## [WHAT IS NEEDED]
Copy every entry exactly.

## [RECORDS FOR THIS EXERCISE]
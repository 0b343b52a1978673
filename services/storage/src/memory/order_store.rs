//! In-process order store with FIFO eviction
//!
//! A bounded map guarded by a readers-writer lock. When the capacity is
//! reached, the oldest *inserted* entry is evicted (not the oldest accessed).
//! Eviction is best-effort: the durable layer is the source of truth for
//! older data.

use crate::error::{StoreError, StoreResult};
use crate::OrderStore;
use std::collections::{HashMap, VecDeque};
use std::sync::atomic::{AtomicBool, Ordering};
use std::sync::RwLock;
use types::order::Side;
use types::Order;

#[derive(Debug, Default)]
struct Inner {
    orders: HashMap<u64, Order>,
    /// Insertion order, used for FIFO eviction.
    queue: VecDeque<u64>,
}

/// Bounded in-memory order store
#[derive(Debug)]
pub struct MemoryOrderStore {
    inner: RwLock<Inner>,
    max_orders: usize,
    closed: AtomicBool,
}

impl MemoryOrderStore {
    /// Create a store holding at most `max_orders` entries
    pub fn new(max_orders: usize) -> Self {
        Self {
            inner: RwLock::new(Inner::default()),
            max_orders,
            closed: AtomicBool::new(false),
        }
    }

    fn check_open(&self) -> StoreResult<()> {
        if self.closed.load(Ordering::Acquire) {
            return Err(StoreError::Closed);
        }
        Ok(())
    }

    /// Number of stored orders
    pub fn len(&self) -> usize {
        self.inner.read().expect("order store lock poisoned").orders.len()
    }

    /// Whether the store holds no orders
    pub fn is_empty(&self) -> bool {
        self.len() == 0
    }
}

impl OrderStore for MemoryOrderStore {
    fn save(&self, order: &Order) -> StoreResult<()> {
        self.check_open()?;
        let mut inner = self.inner.write().expect("order store lock poisoned");

        if !inner.orders.contains_key(&order.id) {
            inner.queue.push_back(order.id);
            if inner.queue.len() > self.max_orders {
                if let Some(oldest) = inner.queue.pop_front() {
                    inner.orders.remove(&oldest);
                }
            }
        }
        inner.orders.insert(order.id, order.clone());
        Ok(())
    }

    fn get(&self, order_id: u64) -> StoreResult<Order> {
        self.check_open()?;
        let inner = self.inner.read().expect("order store lock poisoned");
        inner
            .orders
            .get(&order_id)
            .cloned()
            .ok_or(StoreError::NotFound(order_id))
    }

    fn remove(&self, order_id: u64) -> StoreResult<()> {
        self.check_open()?;
        let mut inner = self.inner.write().expect("order store lock poisoned");
        inner.orders.remove(&order_id);
        if let Some(pos) = inner.queue.iter().position(|id| *id == order_id) {
            inner.queue.remove(pos);
        }
        Ok(())
    }

    fn update(&self, order: &Order) -> StoreResult<()> {
        self.check_open()?;
        let mut inner = self.inner.write().expect("order store lock poisoned");
        if !inner.orders.contains_key(&order.id) {
            return Err(StoreError::NotFound(order.id));
        }
        inner.orders.insert(order.id, order.clone());
        Ok(())
    }

    fn get_all(&self) -> Vec<Order> {
        let inner = self.inner.read().expect("order store lock poisoned");
        inner.orders.values().cloned().collect()
    }

    fn get_by_user(&self, user_id: &str) -> Vec<Order> {
        let inner = self.inner.read().expect("order store lock poisoned");
        inner
            .orders
            .values()
            .filter(|o| o.user_id == user_id)
            .cloned()
            .collect()
    }

    fn get_by_side(&self, side: Side) -> Vec<Order> {
        let inner = self.inner.read().expect("order store lock poisoned");
        inner
            .orders
            .values()
            .filter(|o| o.side == side)
            .cloned()
            .collect()
    }

    fn close(&self) -> StoreResult<()> {
        self.closed.store(true, Ordering::Release);
        Ok(())
    }
}

#[cfg(test)]
mod tests {
    use super::*;
    use types::numeric::Price;

    fn order(id: u64, user: &str, side: Side) -> Order {
        Order::limit(id, user, "BTC-USD", side, Price::from_u64(100), 10)
    }

    #[test]
    fn test_save_and_get() {
        let store = MemoryOrderStore::new(10);
        store.save(&order(1, "alice", Side::Buy)).unwrap();

        let fetched = store.get(1).unwrap();
        assert_eq!(fetched.id, 1);
        assert_eq!(fetched.user_id, "alice");
    }

    #[test]
    fn test_get_missing_is_not_found() {
        let store = MemoryOrderStore::new(10);
        assert!(matches!(store.get(99), Err(StoreError::NotFound(99))));
    }

    #[test]
    fn test_remove_is_idempotent() {
        let store = MemoryOrderStore::new(10);
        store.save(&order(1, "alice", Side::Buy)).unwrap();
        store.remove(1).unwrap();
        store.remove(1).unwrap();
        assert!(store.is_empty());
    }

    #[test]
    fn test_update_missing_fails() {
        let store = MemoryOrderStore::new(10);
        let result = store.update(&order(1, "alice", Side::Buy));
        assert!(matches!(result, Err(StoreError::NotFound(1))));
    }

    #[test]
    fn test_update_replaces() {
        let store = MemoryOrderStore::new(10);
        let mut o = order(1, "alice", Side::Buy);
        store.save(&o).unwrap();

        o.size = 4;
        store.update(&o).unwrap();
        assert_eq!(store.get(1).unwrap().size, 4);
    }

    #[test]
    fn test_fifo_eviction_by_insertion_order() {
        let store = MemoryOrderStore::new(3);
        for id in 1..=3 {
            store.save(&order(id, "alice", Side::Buy)).unwrap();
        }
        // Touch order 1 with an update; eviction must still hit it first.
        let mut o = order(1, "alice", Side::Buy);
        o.size = 5;
        store.update(&o).unwrap();

        store.save(&order(4, "alice", Side::Buy)).unwrap();

        assert_eq!(store.len(), 3);
        assert!(store.get(1).is_err());
        assert!(store.get(2).is_ok());
        assert!(store.get(4).is_ok());
    }

    #[test]
    fn test_resave_does_not_duplicate_queue_entry() {
        let store = MemoryOrderStore::new(2);
        store.save(&order(1, "alice", Side::Buy)).unwrap();
        store.save(&order(1, "alice", Side::Buy)).unwrap();
        store.save(&order(2, "bob", Side::Sell)).unwrap();

        assert_eq!(store.len(), 2);
        assert!(store.get(1).is_ok());
        assert!(store.get(2).is_ok());
    }

    #[test]
    fn test_query_by_user_and_side() {
        let store = MemoryOrderStore::new(10);
        store.save(&order(1, "alice", Side::Buy)).unwrap();
        store.save(&order(2, "alice", Side::Sell)).unwrap();
        store.save(&order(3, "bob", Side::Sell)).unwrap();

        assert_eq!(store.get_by_user("alice").len(), 2);
        assert_eq!(store.get_by_user("carol").len(), 0);
        assert_eq!(store.get_by_side(Side::Sell).len(), 2);
        assert_eq!(store.get_all().len(), 3);
    }

    #[test]
    fn test_closed_store_fails() {
        let store = MemoryOrderStore::new(10);
        store.save(&order(1, "alice", Side::Buy)).unwrap();
        store.close().unwrap();

        assert!(matches!(store.get(1), Err(StoreError::Closed)));
        assert!(matches!(
            store.save(&order(2, "bob", Side::Sell)),
            Err(StoreError::Closed)
        ));
    }
}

## [OUTPUT OF THE EXERCISE]
repository 0b343b52a1978673
filename services/storage/src/memory/order_store.rs
//! In-process order store with FIFO eviction
//!
//! A bounded map guarded by a readers-writer lock. When the capacity is
//! reached, the oldest *inserted* entry is evicted (not the oldest accessed).
//! Eviction is best-effort: the durable layer is the source of truth for
//! older data.

use crate::error::{StoreError, StoreResult};
use crate::OrderStore;
use std::collections::{HashMap, VecDeque};
use std::sync::atomic::{AtomicBool, Ordering};
use std::sync::RwLock;
use types::order::Side;
use types::Order;

#[derive(Debug, Default)]
struct Inner {
    orders: HashMap<u64, Order>,
    /// Insertion order, used for FIFO eviction.
    queue: VecDeque<u64>,
}

/// Bounded in-memory order store
#[derive(Debug)]
pub struct MemoryOrderStore {
    inner: RwLock<Inner>,
    max_orders: usize,
    closed: AtomicBool,
}

impl MemoryOrderStore {
    /// Create a store holding at most `max_orders` entries
    pub fn new(max_orders: usize) -> Self {
        Self {
            inner: RwLock::new(Inner::default()),
            max_orders,
            closed: AtomicBool::new(false),
        }
    }

    fn check_open(&self) -> StoreResult<()> {
        if self.closed.load(Ordering::Acquire) {
            return Err(StoreError::Closed);
        }
        Ok(())
    }

    /// Number of stored orders
    pub fn len(&self) -> usize {
        self.inner.read().expect("order store lock poisoned").orders.len()
    }

    /// Whether the store holds no orders
    pub fn is_empty(&self) -> bool {
        self.len() == 0
    }
}

impl OrderStore for MemoryOrderStore {
    fn save(&self, order: &Order) -> StoreResult<()> {
        self.check_open()?;
        let mut inner = self.inner.write().expect("order store lock poisoned");

        if !inner.orders.contains_key(&order.id) {
            inner.queue.push_back(order.id);
            if inner.queue.len() > self.max_orders {
                if let Some(oldest) = inner.queue.pop_front() {
                    inner.orders.remove(&oldest);
                }
            }
        }
        inner.orders.insert(order.id, order.clone());
        Ok(())
    }

    fn get(&self, order_id: u64) -> StoreResult<Order> {
        self.check_open()?;
        let inner = self.inner.read().expect("order store lock poisoned");
        inner
            .orders
            .get(&order_id)
            .cloned()
            .ok_or(StoreError::NotFound(order_id))
    }

    fn remove(&self, order_id: u64) -> StoreResult<()> {
        self.check_open()?;
        let mut inner = self.inner.write().expect("order store lock poisoned");
        inner.orders.remove(&order_id);
        if let Some(pos) = inner.queue.iter().position(|id| *id == order_id) {
            inner.queue.remove(pos);
        }
        Ok(())
    }

    fn update(&self, order: &Order) -> StoreResult<()> {
        self.check_open()?;
        let mut inner = self.inner.write().expect("order store lock poisoned");
        if !inner.orders.contains_key(&order.id) {
            return Err(StoreError::NotFound(order.id));
        }
        inner.orders.insert(order.id, order.clone());
        Ok(())
    }

    fn get_all(&self) -> Vec<Order> {
        let inner = self.inner.read().expect("order store lock poisoned");
        inner.orders.values().cloned().collect()
    }

    fn get_by_user(&self, user_id: &str) -> Vec<Order> {
        let inner = self.inner.read().expect("order store lock poisoned");
        inner
            .orders
            .values()
            .filter(|o| o.user_id == user_id)
            .cloned()
            .collect()
    }

    fn get_by_side(&self, side: Side) -> Vec<Order> {
        let inner = self.inner.read().expect("order store lock poisoned");
        inner
            .orders
            .values()
            .filter(|o| o.side == side)
            .cloned()
            .collect()
    }

    fn close(&self) -> StoreResult<()> {
        self.closed.store(true, Ordering::Release);
        Ok(())
    }
}

#[cfg(test)]
mod tests {
    use super::*;
    use types::numeric::Price;

    fn order(id: u64, user: &str, side: Side) -> Order {
        Order::limit(id, user, "BTC-USD", side, Price::from_u64(100), 10)
    }

    #[test]
    fn test_save_and_get() {
        let store = MemoryOrderStore::new(10);
        store.save(&order(1, "alice", Side::Buy)).unwrap();

        let fetched = store.get(1).unwrap();
        assert_eq!(fetched.id, 1);
        assert_eq!(fetched.user_id, "alice");
    }

    #[test]
    fn test_get_missing_is_not_found() {
        let store = MemoryOrderStore::new(10);
        assert!(matches!(store.get(99), Err(StoreError::NotFound(99))));
    }

    #[test]
    fn test_remove_is_idempotent() {
        let store = MemoryOrderStore::new(10);
        store.save(&order(1, "alice", Side::Buy)).unwrap();
        store.remove(1).unwrap();
        store.remove(1).unwrap();
        assert!(store.is_empty());
    }

    #[test]
    fn test_update_missing_fails() {
        let store = MemoryOrderStore::new(10);
        let result = store.update(&order(1, "alice", Side::Buy));
        assert!(matches!(result, Err(StoreError::NotFound(1))));
    }

    #[test]
    fn test_update_replaces() {
        let store = MemoryOrderStore::new(10);
        let mut o = order(1, "alice", Side::Buy);
        store.save(&o).unwrap();

        o.size = 4;
        store.update(&o).unwrap();
        assert_eq!(store.get(1).unwrap().size, 4);
    }

    #[test]
    fn test_fifo_eviction_by_insertion_order() {
        let store = MemoryOrderStore::new(3);
        for id in 1..=3 {
            store.save(&order(id, "alice", Side::Buy)).unwrap();
        }
        // Touch order 1 with an update; eviction must still hit it first.
        let mut o = order(1, "alice", Side::Buy);
        o.size = 5;
        store.update(&o).unwrap();

        store.save(&order(4, "alice", Side::Buy)).unwrap();

        assert_eq!(store.len(), 3);
        assert!(store.get(1).is_err());
        assert!(store.get(2).is_ok());
        assert!(store.get(4).is_ok());
    }

    #[test]
    fn test_resave_does_not_duplicate_queue_entry() {
        let store = MemoryOrderStore::new(2);
        store.save(&order(1, "alice", Side::Buy)).unwrap();
        store.save(&order(1, "alice", Side::Buy)).unwrap();
        store.save(&order(2, "bob", Side::Sell)).unwrap();

        assert_eq!(store.len(), 2);
        assert!(store.get(1).is_ok());
        assert!(store.get(2).is_ok());
    }

    #[test]
    fn test_query_by_user_and_side() {
        let store = MemoryOrderStore::new(10);
        store.save(&order(1, "alice", Side::Buy)).unwrap();
        store.save(&order(2, "alice", Side::Sell)).unwrap();
        store.save(&order(3, "bob", Side::Sell)).unwrap();

        assert_eq!(store.get_by_user("alice").len(), 2);
        assert_eq!(store.get_by_user("carol").len(), 0);
        assert_eq!(store.get_by_side(Side::Sell).len(), 2);
        assert_eq!(store.get_all().len(), 3);
    }

    #[test]
    fn test_closed_store_fails() {
        let store = MemoryOrderStore::new(10);
        store.save(&order(1, "alice", Side::Buy)).unwrap();
        store.close().unwrap();

        assert!(matches!(store.get(1), Err(StoreError::Closed)));
        assert!(matches!(
            store.save(&order(2, "bob", Side::Sell)),
            Err(StoreError::Closed)
        ));
    }
}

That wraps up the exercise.